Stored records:
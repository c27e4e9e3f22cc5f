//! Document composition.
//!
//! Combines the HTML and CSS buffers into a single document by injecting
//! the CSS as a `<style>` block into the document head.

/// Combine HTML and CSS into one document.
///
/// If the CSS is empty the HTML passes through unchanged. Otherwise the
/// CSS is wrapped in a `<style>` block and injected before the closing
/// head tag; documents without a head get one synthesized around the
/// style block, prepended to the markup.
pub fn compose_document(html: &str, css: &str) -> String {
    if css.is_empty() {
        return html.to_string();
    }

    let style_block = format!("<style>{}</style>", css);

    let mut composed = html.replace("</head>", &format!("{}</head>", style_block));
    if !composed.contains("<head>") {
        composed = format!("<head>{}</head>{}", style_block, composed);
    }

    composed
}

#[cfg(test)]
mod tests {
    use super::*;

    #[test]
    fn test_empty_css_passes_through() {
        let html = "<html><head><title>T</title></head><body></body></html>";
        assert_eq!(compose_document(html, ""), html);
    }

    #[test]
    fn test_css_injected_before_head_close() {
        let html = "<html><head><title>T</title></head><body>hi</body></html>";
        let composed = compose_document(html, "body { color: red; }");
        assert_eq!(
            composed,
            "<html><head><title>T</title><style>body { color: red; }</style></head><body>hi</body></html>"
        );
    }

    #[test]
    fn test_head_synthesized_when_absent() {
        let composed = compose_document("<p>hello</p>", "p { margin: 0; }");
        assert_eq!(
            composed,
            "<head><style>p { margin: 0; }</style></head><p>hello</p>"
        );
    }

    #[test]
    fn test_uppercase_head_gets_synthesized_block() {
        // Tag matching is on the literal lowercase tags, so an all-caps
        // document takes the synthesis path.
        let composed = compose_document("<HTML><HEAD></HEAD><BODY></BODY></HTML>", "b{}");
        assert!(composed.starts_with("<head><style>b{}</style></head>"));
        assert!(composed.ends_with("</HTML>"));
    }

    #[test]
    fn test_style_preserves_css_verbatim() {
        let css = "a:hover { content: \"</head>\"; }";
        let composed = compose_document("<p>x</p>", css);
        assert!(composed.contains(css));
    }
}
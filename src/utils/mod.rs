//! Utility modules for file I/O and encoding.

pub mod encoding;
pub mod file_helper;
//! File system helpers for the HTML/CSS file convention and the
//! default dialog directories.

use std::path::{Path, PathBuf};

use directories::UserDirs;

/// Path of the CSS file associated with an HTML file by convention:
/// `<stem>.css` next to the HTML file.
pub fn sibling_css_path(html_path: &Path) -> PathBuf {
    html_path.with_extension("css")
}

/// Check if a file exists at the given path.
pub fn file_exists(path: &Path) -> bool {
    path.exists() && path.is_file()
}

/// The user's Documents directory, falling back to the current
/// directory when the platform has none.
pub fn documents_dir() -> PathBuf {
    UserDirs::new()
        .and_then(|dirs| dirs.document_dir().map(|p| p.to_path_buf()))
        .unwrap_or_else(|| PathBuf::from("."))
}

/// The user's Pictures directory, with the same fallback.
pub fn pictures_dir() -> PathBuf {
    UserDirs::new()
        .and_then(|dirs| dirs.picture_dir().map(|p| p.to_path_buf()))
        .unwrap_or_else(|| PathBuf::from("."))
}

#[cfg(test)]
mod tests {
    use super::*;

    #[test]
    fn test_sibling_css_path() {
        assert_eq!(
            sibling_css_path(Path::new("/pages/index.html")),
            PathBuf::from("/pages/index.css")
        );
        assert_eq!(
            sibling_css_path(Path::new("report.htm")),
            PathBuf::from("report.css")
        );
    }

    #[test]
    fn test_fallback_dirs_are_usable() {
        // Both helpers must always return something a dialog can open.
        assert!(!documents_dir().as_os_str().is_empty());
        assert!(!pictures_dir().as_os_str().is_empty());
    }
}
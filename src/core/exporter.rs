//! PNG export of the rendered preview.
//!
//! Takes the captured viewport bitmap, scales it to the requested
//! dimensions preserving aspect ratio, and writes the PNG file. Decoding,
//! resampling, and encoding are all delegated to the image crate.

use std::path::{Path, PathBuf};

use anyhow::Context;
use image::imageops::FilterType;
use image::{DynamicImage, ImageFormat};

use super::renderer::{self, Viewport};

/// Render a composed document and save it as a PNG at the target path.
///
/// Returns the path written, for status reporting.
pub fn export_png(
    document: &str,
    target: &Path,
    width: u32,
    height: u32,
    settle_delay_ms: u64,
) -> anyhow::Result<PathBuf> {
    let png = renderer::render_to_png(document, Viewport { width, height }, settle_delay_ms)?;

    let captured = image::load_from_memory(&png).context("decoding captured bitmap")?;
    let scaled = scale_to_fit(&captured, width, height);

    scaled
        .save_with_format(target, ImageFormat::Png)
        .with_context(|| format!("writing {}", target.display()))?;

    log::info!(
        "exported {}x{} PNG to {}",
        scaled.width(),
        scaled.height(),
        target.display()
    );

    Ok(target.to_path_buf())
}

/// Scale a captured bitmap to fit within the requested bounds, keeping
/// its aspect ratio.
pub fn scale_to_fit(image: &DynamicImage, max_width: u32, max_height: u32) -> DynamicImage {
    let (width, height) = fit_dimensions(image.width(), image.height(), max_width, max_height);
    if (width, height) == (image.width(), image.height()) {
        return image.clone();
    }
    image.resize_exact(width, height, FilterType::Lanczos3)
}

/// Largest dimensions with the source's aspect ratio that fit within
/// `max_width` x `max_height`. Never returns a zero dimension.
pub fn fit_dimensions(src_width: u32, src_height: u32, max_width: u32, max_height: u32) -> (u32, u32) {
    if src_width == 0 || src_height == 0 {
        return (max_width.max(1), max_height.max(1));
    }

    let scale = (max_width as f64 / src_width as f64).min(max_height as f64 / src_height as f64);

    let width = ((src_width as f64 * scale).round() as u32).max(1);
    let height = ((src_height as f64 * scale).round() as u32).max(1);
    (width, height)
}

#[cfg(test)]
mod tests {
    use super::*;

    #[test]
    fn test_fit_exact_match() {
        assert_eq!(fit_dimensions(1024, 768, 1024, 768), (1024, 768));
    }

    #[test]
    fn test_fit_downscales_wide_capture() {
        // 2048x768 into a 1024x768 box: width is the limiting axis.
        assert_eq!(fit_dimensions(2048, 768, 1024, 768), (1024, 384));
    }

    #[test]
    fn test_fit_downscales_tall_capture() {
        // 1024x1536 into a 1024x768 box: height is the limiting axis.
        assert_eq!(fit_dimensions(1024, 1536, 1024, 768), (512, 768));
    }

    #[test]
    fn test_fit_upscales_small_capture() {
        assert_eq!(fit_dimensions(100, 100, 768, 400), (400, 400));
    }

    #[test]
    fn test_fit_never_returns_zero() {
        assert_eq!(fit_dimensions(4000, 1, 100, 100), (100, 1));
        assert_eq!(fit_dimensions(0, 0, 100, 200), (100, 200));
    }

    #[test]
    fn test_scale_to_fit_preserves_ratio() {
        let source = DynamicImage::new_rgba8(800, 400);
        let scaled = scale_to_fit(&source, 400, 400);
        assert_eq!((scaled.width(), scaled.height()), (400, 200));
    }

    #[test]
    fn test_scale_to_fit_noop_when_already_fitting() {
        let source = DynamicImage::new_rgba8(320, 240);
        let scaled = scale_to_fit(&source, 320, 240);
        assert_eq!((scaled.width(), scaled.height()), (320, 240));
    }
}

- Work to complete
What is the number of lines above that contain "ImageFormat"? Answer with that number only.

- Exercise response
2